VR chair startup raises funds, as pandemic boosts prospects for VR and gaming

Roto VR, startup which markets an interactive, ‘360 degree’ chair, has raised £1.5 million in a funding round led by Pembroke VCT. Others in the round include TVB Growth Fund, managed by The FSE Group.

The chair is designed to make VR more accessible to a mass audience, many of whom have turned to VR and gaming to while away the hours as much of the world is locked-down during the COVID-19 pandemic.

Founded in 2015 by video games industry veterans, Elliott Myers and Gavin Waxkirsh, Roto VR is an interactive chair that addresses the physical problems of consuming VR whilst seated, such as motion sickness and tangling cables, whilst also enhancing the immersive experience with haptic / vibration feedback in the chair.

The Roto chair is motorized and can auto-rotate to wherever the user is looking, allowing for 360-degree viewing, and thus allows the user to stay in the VR simulation for longer periods of time.

The inbuilt desktop also supports input devices such as a keyboard and mouse which means it can be used in 360-degree desktop computing.

“Most people sit down to watch movies, work, play games and browse the internet whilst seated and we see no reason why the exciting new medium of VR will be any different,” said Myers.

The product is compatible with most VR Head Mounted Displays and is also compatible with all movies and games, as well as additional accessories such as racing wheels and joysticks.

The company is due to launch the consumer and office version of Roto imminently. In addition, it will be marketed to cinemas and arcades.

Andrew Wolfson, CEO Pembroke Investment Managers LLP, said: “In Elliott we have found an entrepreneur who has solved a problem for the VR market with a solution that addresses the physical issues encountered whilst consuming VR content, as well as significantly enhancing the experience. We see future customers coming from both the B2B and B2C markets, in fields such as experiential attractions, home, cinemas and shopping centres.”

Operation Covid-19 will allow self-reporting of cases, to get ahead of official figures

The Canadian founder of a startup who caught Covid-19 from Justin Trudeau’s wife has launched an initiative to allow anyone to self-report their own case of the disease and publish the results, helping authorities to get ahead of the pandemic.

Operation Covid-19 will visualize both official and suspected cases of the Coronavirus in data lists and on a map, with the aim of saving lives and improving global public health systems. People will be able to self-report the case via an anonymous questionnaire.

The site aims to demonstrate how many official tests — compared to suspected COVID-19 cases — there are.

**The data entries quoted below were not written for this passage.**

//! Case Runner
//!
//! Runs one submission against one test case and classifies the result.
//! Program faults never escape this boundary as errors: sandbox
//! infrastructure failures are captured as an `internal_error` result and
//! judging continues with the next case.

use std::time::Duration;

use crate::constants::{DIFF_MAX_LINES, OUTPUT_TRUNCATE_BYTES};
use crate::models::{ErrorKind, Submission, TestCase, TestResult};
use crate::sandbox::{RunStatus, Sandbox};
use crate::utils::text::{bounded_diff, outputs_match, truncate_utf8};

/// One judged test case, plus whether the pipeline must stop early
#[derive(Debug)]
pub struct CaseOutcome {
    pub result: TestResult,
    /// Set on compilation failure: the failure is a property of the whole
    /// submission, so re-running the remaining cases would be pointless
    pub halt: bool,
}

/// Runs single test cases through a sandbox
pub struct CaseRunner<'a> {
    sandbox: &'a dyn Sandbox,
}

impl<'a> CaseRunner<'a> {
    pub fn new(sandbox: &'a dyn Sandbox) -> Self {
        Self { sandbox }
    }

    /// Execute one test case under the frozen time limit
    pub async fn run_case(
        &self,
        submission: &Submission,
        test_case: &TestCase,
        time_limit_seconds: f64,
        memory_limit_mb: u64,
    ) -> CaseOutcome {
        let mut result = TestResult::new(submission.id, test_case.id);

        let outcome = match self
            .sandbox
            .run(
                &submission.source_code,
                submission.language,
                &test_case.input,
                Duration::from_secs_f64(time_limit_seconds),
                memory_limit_mb,
            )
            .await
        {
            Ok(outcome) => outcome,
            Err(e) => {
                tracing::error!(test_case = %test_case.id, "sandbox failure: {e}");
                result.error_kind = ErrorKind::InternalError;
                result.error_message = Some(e.to_string());
                return CaseOutcome {
                    result,
                    halt: false,
                };
            }
        };

        result.execution_time = Some(outcome.execution_time);
        result.memory_kb = outcome.memory_kb;
        result.exit_code = outcome.exit_code;
        result.stdout = Some(truncate_utf8(&outcome.stdout, OUTPUT_TRUNCATE_BYTES));
        result.stderr = Some(truncate_utf8(&outcome.stderr, OUTPUT_TRUNCATE_BYTES));

        match outcome.status {
            RunStatus::CompileError => {
                result.error_kind = ErrorKind::CompilationError;
                result.error_message = Some("compilation failed".to_string());
                return CaseOutcome { result, halt: true };
            }
            RunStatus::TimeLimitExceeded => {
                result.error_kind = ErrorKind::TimeLimitExceeded;
                result.error_message =
                    Some(format!("time limit exceeded ({time_limit_seconds}s)"));
            }
            RunStatus::MemoryLimitExceeded => {
                result.error_kind = ErrorKind::MemoryLimitExceeded;
                result.error_message = Some("memory limit exceeded".to_string());
            }
            RunStatus::StackOverflow => {
                result.error_kind = ErrorKind::StackOverflow;
                result.error_message = Some("stack overflow detected".to_string());
            }
            RunStatus::RuntimeError => {
                result.error_kind = ErrorKind::RuntimeError;
                result.error_message = Some(format!(
                    "runtime error (exit code: {})",
                    outcome.exit_code.unwrap_or(-1)
                ));
            }
            RunStatus::Success => {
                if outputs_match(&test_case.expected_output, &outcome.stdout) {
                    result.passed = true;
                    result.error_kind = ErrorKind::None;
                } else {
                    result.error_kind = ErrorKind::WrongAnswer;
                    result.error_message =
                        Some("output does not match expected result".to_string());
                    result.diff = Some(bounded_diff(
                        &test_case.expected_output,
                        &outcome.stdout,
                        DIFF_MAX_LINES,
                    ));
                }
            }
        }

        CaseOutcome {
            result,
            halt: false,
        }
    }
}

“The more people who can contribute their COVID-19 experiences, we can turn the table on this pandemic and build more intelligence to save lives,” said co-founder Jillian Kowalchuk.

Kowalchuk is cofounder of “street-smart” safety app Safe & The City, but fell ill with COVID-19 symptoms after meeting the Prime Minister of Canada’s wife, Sophie Trudeau — who later tested positive for the disease — on March 5th at Canada House in London, as she Instagrammed.

She was later dismayed to learn she was refused a test for COVID-19 in a UK hospital and was instead told to go home and self-isolate, making her concerned about the lack of testing and public awareness of the scale of the problem.

“First-hand experiences like this are becoming more common throughout the world as more are refused testing, leaving the majority of COVID-19 cases unknown, under-estimating the severity of the problem, limiting preventative measures and resource mobilization into other needed public health monitoring systems,” she told TechCrunch .

The initiative will collect insights from people who have contracted COVID-19 to provide back to the medical and public health authorities.

In doing so it will create a map visualization of both official and self-reported COVID-19 cases, recovered and deaths to support best practices globally, including more testing.